King showcased the flavors of her Chinese American upbringing as well as her training in fine dining and Michelin-starred restaurants during her time on the show. “I grew up on fairly homestyle Cantonese dishes: steamed whole fish, Chinese bone broth, sauteed bok choy. … We always had steamed rice in the rice cooker. Growing up in the San Gabriel Valley, I would go to dim sum every Sunday with grandma, and boba shops were everywhere.”
Before graduating at the top of her class at the Culinary Institute of America in New York, King studied cognitive science at UC Irvine. “My sister and her now-husband were going to Irvine at the time as well, so we are an Anteater family. I remember I just spent all my time cooking and cooking for my roommates and my friends. And that became the thing that brought us all together.

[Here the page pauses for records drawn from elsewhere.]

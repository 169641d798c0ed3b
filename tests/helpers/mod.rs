//! Test utilities for wowza-bootstrap pipelines

use async_trait::async_trait;
use parking_lot::Mutex;
use serde_json::Value;
use std::sync::atomic::{AtomicUsize, Ordering};
use std::sync::Arc;
use wowza_bootstrap::core::handler::param_str;
use wowza_bootstrap::{
    ActionHandler, BootstrapConfig, HandlerRegistry, HandlerType, Parameters, PipelineContext, PipelineDocument,
};

/// Shared record of handler invocations, in call order
#[derive(Clone, Default)]
pub struct CallLog {
    calls: Arc<Mutex<Vec<String>>>,
}

impl CallLog {
    pub fn push(&self, entry: impl Into<String>) {
        self.calls.lock().push(entry.into());
    }

    pub fn calls(&self) -> Vec<String> {
        self.calls.lock().clone()
    }
}

/// Logs the `tag` parameter and answers per the `result` parameter:
/// `"fail"` is a soft failure, `"fault"` an error, anything else success
pub struct RecordingHandler {
    log: CallLog,
}

#[async_trait]
impl ActionHandler for RecordingHandler {
    async fn execute(&self, parameters: &Parameters, _config: &BootstrapConfig) -> anyhow::Result<bool> {
        self.log.push(param_str(parameters, "tag").unwrap_or("untagged"));
        match param_str(parameters, "result") {
            Some("fail") => Ok(false),
            Some("fault") => anyhow::bail!("recorded fault"),
            _ => Ok(true),
        }
    }
}

/// Faults on its first `faults` calls, then succeeds
pub struct FaultingHandler {
    log: CallLog,
    remaining: Arc<AtomicUsize>,
}

#[async_trait]
impl ActionHandler for FaultingHandler {
    async fn execute(&self, parameters: &Parameters, _config: &BootstrapConfig) -> anyhow::Result<bool> {
        self.log.push(param_str(parameters, "tag").unwrap_or("faulting"));
        let left = self.remaining.load(Ordering::SeqCst);
        if left > 0 {
            self.remaining.store(left - 1, Ordering::SeqCst);
            anyhow::bail!("transient fault ({} left)", left - 1);
        }
        Ok(true)
    }
}

/// Built-in registry plus `Record` and `Faulting` test handlers sharing `log`
pub fn test_registry(log: &CallLog, faults: usize) -> HandlerRegistry {
    let mut registry = HandlerRegistry::with_builtin_handlers().unwrap();

    let record_log = log.clone();
    registry
        .register(HandlerType::concrete("Record", move || RecordingHandler {
            log: record_log.clone(),
        }))
        .unwrap();

    let fault_log = log.clone();
    let remaining = Arc::new(AtomicUsize::new(faults));
    registry
        .register(HandlerType::concrete("Faulting", move || FaultingHandler {
            log: fault_log.clone(),
            remaining: remaining.clone(),
        }))
        .unwrap();

    registry
}

pub fn document(value: Value) -> PipelineDocument {
    PipelineDocument::from_value(value).unwrap()
}

/// Decode `value` against `registry` with default configuration
pub fn decode(registry: &HandlerRegistry, value: Value) -> PipelineContext {
    wowza_bootstrap::codec::decode(registry, &document(value), Arc::new(BootstrapConfig::default()))
        .unwrap()
        .expect("document should not be empty")
}

/// (completed, failed) of every action, in order
pub fn flags(context: &PipelineContext) -> Vec<(bool, bool)> {
    context.outcomes().iter().map(|o| (o.completed, o.failed)).collect()
}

That’s where I found my community was through food and even just through going out to eat in O.C. There were just so many amazing Asian restaurants and flavors, boba shops, Korean barbecue—all that stuff is down there.”
Having competed in a previous season of “Top Chef,” King’s journey to being crowned the Season 17 all-star winner was also one of growing her self-confidence. “I kind of went through this whole transformative experience with ‘Top Chef: Boston,’ where I was really finding myself as a chef and finding my voice. Fast-forward five years later on all-stars, I think you see a different person competing. You really see the person I’ve grown into and matured into today.”
King has modeled for a Levi’s Pride campaign and collaborated with Sidecar Doughnuts in Costa Mesa to create a flavor for Pride Month. After also being crowned her latest season’s Fan Favorite, King donated all $10,000 of the prize money to Black Visions Collective, Asian Americans for Equality, Asian Youth Center, and The Trevor Project. “I look at myself as a triple minority in that I’m Asian American, female, and queer. Each of those charities that I specifically targeted just felt really close to me.”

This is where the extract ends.